#### DATA FOR THE TASK

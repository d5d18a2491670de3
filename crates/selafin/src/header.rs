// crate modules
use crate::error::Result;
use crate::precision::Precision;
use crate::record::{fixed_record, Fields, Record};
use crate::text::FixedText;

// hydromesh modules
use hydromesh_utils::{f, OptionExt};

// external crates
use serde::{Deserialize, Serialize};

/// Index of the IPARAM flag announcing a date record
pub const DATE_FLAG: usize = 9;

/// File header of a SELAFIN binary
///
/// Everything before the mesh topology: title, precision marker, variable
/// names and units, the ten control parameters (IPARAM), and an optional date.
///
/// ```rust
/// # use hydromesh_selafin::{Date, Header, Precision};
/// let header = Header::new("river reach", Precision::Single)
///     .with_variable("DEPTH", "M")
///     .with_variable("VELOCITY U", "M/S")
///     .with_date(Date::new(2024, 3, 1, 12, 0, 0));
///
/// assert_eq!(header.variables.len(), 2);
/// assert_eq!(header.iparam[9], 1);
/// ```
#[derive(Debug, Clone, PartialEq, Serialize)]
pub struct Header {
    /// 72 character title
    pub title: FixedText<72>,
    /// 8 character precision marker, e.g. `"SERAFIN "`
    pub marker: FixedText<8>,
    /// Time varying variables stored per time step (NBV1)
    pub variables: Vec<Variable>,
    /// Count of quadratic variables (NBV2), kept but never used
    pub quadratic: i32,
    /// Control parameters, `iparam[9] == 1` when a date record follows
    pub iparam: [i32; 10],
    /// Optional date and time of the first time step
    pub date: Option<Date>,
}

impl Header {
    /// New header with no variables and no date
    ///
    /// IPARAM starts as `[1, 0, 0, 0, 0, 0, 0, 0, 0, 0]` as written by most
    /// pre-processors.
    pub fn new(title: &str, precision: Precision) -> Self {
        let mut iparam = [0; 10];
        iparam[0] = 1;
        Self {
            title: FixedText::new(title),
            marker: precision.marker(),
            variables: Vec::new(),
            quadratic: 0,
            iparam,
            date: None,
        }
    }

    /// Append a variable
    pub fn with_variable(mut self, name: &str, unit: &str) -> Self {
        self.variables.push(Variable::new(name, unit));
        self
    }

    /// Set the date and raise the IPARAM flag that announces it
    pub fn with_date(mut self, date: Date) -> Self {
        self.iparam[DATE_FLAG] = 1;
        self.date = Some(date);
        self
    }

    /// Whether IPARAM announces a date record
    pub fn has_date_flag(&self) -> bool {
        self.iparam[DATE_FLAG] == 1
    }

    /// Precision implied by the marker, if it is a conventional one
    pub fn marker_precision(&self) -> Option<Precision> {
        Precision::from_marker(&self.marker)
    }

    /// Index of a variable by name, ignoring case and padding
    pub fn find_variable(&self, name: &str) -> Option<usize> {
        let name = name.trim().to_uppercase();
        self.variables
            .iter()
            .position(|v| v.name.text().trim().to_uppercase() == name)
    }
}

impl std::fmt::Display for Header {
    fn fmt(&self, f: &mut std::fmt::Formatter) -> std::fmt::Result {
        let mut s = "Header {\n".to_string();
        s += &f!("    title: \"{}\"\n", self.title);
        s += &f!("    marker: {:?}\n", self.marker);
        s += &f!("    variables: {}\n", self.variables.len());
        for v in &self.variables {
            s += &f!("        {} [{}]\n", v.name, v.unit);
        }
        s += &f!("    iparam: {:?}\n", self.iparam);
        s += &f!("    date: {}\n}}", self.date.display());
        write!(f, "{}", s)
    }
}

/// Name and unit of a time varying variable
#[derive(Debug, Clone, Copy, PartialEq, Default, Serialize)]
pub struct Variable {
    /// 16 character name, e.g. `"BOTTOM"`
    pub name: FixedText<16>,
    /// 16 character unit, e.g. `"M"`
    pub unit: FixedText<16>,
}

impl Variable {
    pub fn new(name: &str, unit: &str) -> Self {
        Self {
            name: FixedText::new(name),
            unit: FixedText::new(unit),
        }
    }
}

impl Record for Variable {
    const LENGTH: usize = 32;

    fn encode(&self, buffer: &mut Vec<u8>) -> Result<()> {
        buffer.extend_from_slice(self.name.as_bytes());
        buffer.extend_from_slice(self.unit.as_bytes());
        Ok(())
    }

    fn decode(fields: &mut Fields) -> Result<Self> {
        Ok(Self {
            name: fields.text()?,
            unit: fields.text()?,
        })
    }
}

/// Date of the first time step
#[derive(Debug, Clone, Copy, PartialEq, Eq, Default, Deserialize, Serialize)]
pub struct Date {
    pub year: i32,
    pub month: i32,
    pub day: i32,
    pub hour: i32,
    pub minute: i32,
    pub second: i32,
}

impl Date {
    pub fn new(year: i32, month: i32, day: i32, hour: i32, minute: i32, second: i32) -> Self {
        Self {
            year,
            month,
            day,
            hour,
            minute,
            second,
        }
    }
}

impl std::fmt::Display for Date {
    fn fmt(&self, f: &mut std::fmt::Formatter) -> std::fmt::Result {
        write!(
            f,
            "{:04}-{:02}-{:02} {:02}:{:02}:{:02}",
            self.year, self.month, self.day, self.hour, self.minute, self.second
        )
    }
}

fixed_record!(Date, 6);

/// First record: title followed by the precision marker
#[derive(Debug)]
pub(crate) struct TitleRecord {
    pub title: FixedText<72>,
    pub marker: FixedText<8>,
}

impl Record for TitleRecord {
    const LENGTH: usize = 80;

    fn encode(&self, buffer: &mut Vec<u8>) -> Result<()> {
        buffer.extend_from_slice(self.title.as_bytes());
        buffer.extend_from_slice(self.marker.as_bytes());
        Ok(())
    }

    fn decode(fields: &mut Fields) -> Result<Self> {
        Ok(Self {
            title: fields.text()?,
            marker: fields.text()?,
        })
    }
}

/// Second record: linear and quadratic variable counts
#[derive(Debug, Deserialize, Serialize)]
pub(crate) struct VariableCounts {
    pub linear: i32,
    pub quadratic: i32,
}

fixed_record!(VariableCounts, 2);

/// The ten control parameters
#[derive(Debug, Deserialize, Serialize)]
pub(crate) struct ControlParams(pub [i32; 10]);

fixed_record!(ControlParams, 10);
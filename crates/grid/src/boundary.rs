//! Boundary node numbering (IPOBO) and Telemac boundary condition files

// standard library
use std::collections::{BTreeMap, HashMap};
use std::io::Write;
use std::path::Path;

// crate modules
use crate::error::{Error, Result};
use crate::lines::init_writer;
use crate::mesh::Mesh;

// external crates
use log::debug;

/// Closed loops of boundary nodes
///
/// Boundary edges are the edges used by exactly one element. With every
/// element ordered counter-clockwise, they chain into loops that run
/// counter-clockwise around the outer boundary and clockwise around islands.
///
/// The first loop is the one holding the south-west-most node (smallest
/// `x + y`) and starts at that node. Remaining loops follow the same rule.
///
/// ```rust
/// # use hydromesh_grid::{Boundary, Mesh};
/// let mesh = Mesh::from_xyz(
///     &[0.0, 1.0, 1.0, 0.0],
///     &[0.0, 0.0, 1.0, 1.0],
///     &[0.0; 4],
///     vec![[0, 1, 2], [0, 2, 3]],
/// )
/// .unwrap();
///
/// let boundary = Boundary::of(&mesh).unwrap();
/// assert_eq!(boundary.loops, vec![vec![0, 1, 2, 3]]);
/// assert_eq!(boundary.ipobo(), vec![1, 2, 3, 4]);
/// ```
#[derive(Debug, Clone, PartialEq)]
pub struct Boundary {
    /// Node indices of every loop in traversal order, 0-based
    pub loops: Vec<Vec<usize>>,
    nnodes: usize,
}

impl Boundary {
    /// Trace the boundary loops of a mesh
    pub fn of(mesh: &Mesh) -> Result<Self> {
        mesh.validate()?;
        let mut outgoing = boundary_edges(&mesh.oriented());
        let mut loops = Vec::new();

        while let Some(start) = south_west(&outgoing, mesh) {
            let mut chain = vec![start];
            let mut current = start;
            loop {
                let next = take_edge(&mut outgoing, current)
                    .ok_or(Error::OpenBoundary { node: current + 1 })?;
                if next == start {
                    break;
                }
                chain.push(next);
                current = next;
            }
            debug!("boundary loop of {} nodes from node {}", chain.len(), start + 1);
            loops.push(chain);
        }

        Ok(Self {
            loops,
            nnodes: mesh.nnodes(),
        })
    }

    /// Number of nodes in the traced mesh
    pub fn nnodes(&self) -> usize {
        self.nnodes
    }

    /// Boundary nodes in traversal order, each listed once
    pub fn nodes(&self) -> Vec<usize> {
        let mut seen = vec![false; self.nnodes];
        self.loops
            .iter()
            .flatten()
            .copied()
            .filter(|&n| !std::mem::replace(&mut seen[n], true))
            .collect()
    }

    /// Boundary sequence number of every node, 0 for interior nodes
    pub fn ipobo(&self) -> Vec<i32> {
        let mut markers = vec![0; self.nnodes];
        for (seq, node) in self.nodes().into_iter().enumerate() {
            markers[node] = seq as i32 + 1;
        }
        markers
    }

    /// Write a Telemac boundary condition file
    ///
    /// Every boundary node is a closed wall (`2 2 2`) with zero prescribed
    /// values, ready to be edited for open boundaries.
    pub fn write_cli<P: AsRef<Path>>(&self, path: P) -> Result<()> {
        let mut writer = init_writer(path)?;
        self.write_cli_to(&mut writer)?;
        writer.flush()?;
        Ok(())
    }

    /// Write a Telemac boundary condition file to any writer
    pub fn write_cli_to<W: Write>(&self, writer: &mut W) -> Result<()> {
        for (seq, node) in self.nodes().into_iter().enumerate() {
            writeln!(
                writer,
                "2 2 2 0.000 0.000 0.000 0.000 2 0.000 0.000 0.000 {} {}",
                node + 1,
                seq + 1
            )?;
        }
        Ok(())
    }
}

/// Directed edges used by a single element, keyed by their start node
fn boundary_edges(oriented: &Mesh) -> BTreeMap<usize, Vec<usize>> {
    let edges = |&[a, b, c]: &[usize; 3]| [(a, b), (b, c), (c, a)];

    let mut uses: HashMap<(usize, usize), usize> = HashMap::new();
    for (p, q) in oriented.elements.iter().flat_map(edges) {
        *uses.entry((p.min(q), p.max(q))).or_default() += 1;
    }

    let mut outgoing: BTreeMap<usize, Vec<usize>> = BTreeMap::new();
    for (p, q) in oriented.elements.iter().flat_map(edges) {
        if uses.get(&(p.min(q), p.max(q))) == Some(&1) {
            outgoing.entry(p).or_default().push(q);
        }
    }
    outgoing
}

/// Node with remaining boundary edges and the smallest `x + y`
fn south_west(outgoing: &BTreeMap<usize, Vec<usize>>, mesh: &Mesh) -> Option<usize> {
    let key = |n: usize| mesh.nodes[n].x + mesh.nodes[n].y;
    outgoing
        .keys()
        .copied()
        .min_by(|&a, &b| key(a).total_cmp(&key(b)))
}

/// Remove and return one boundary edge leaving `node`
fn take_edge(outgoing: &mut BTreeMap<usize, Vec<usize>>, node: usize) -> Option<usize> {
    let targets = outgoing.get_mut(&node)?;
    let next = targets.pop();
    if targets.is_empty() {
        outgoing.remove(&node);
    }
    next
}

########

TASK PROMPT
Once you find the line with "pub fn with_variable(mut" above, print it and every line after it up to and including the line with "impl Record for Variable", exactly as written and nothing else.

RESPONSE
    pub fn with_variable(mut self, name: &str, unit: &str) -> Self {
        self.variables.push(Variable::new(name, unit));
        self
    }

    /// Set the date and raise the IPARAM flag that announces it
    pub fn with_date(mut self, date: Date) -> Self {
        self.iparam[DATE_FLAG] = 1;
        self.date = Some(date);
        self
    }

    /// Whether IPARAM announces a date record
    pub fn has_date_flag(&self) -> bool {
        self.iparam[DATE_FLAG] == 1
    }

    /// Precision implied by the marker, if it is a conventional one
    pub fn marker_precision(&self) -> Option<Precision> {
        Precision::from_marker(&self.marker)
    }

    /// Index of a variable by name, ignoring case and padding
    pub fn find_variable(&self, name: &str) -> Option<usize> {
        let name = name.trim().to_uppercase();
        self.variables
            .iter()
            .position(|v| v.name.text().trim().to_uppercase() == name)
    }
}

impl std::fmt::Display for Header {
    fn fmt(&self, f: &mut std::fmt::Formatter) -> std::fmt::Result {
        let mut s = "Header {\n".to_string();
        s += &f!("    title: \"{}\"\n", self.title);
        s += &f!("    marker: {:?}\n", self.marker);
        s += &f!("    variables: {}\n", self.variables.len());
        for v in &self.variables {
            s += &f!("        {} [{}]\n", v.name, v.unit);
        }
        s += &f!("    iparam: {:?}\n", self.iparam);
        s += &f!("    date: {}\n}}", self.date.display());
        write!(f, "{}", s)
    }
}

/// Name and unit of a time varying variable
#[derive(Debug, Clone, Copy, PartialEq, Default, Serialize)]
pub struct Variable {
    /// 16 character name, e.g. `"BOTTOM"`
    pub name: FixedText<16>,
    /// 16 character unit, e.g. `"M"`
    pub unit: FixedText<16>,
}

impl Variable {
    pub fn new(name: &str, unit: &str) -> Self {
        Self {
            name: FixedText::new(name),
            unit: FixedText::new(unit),
        }
    }
}

impl Record for Variable {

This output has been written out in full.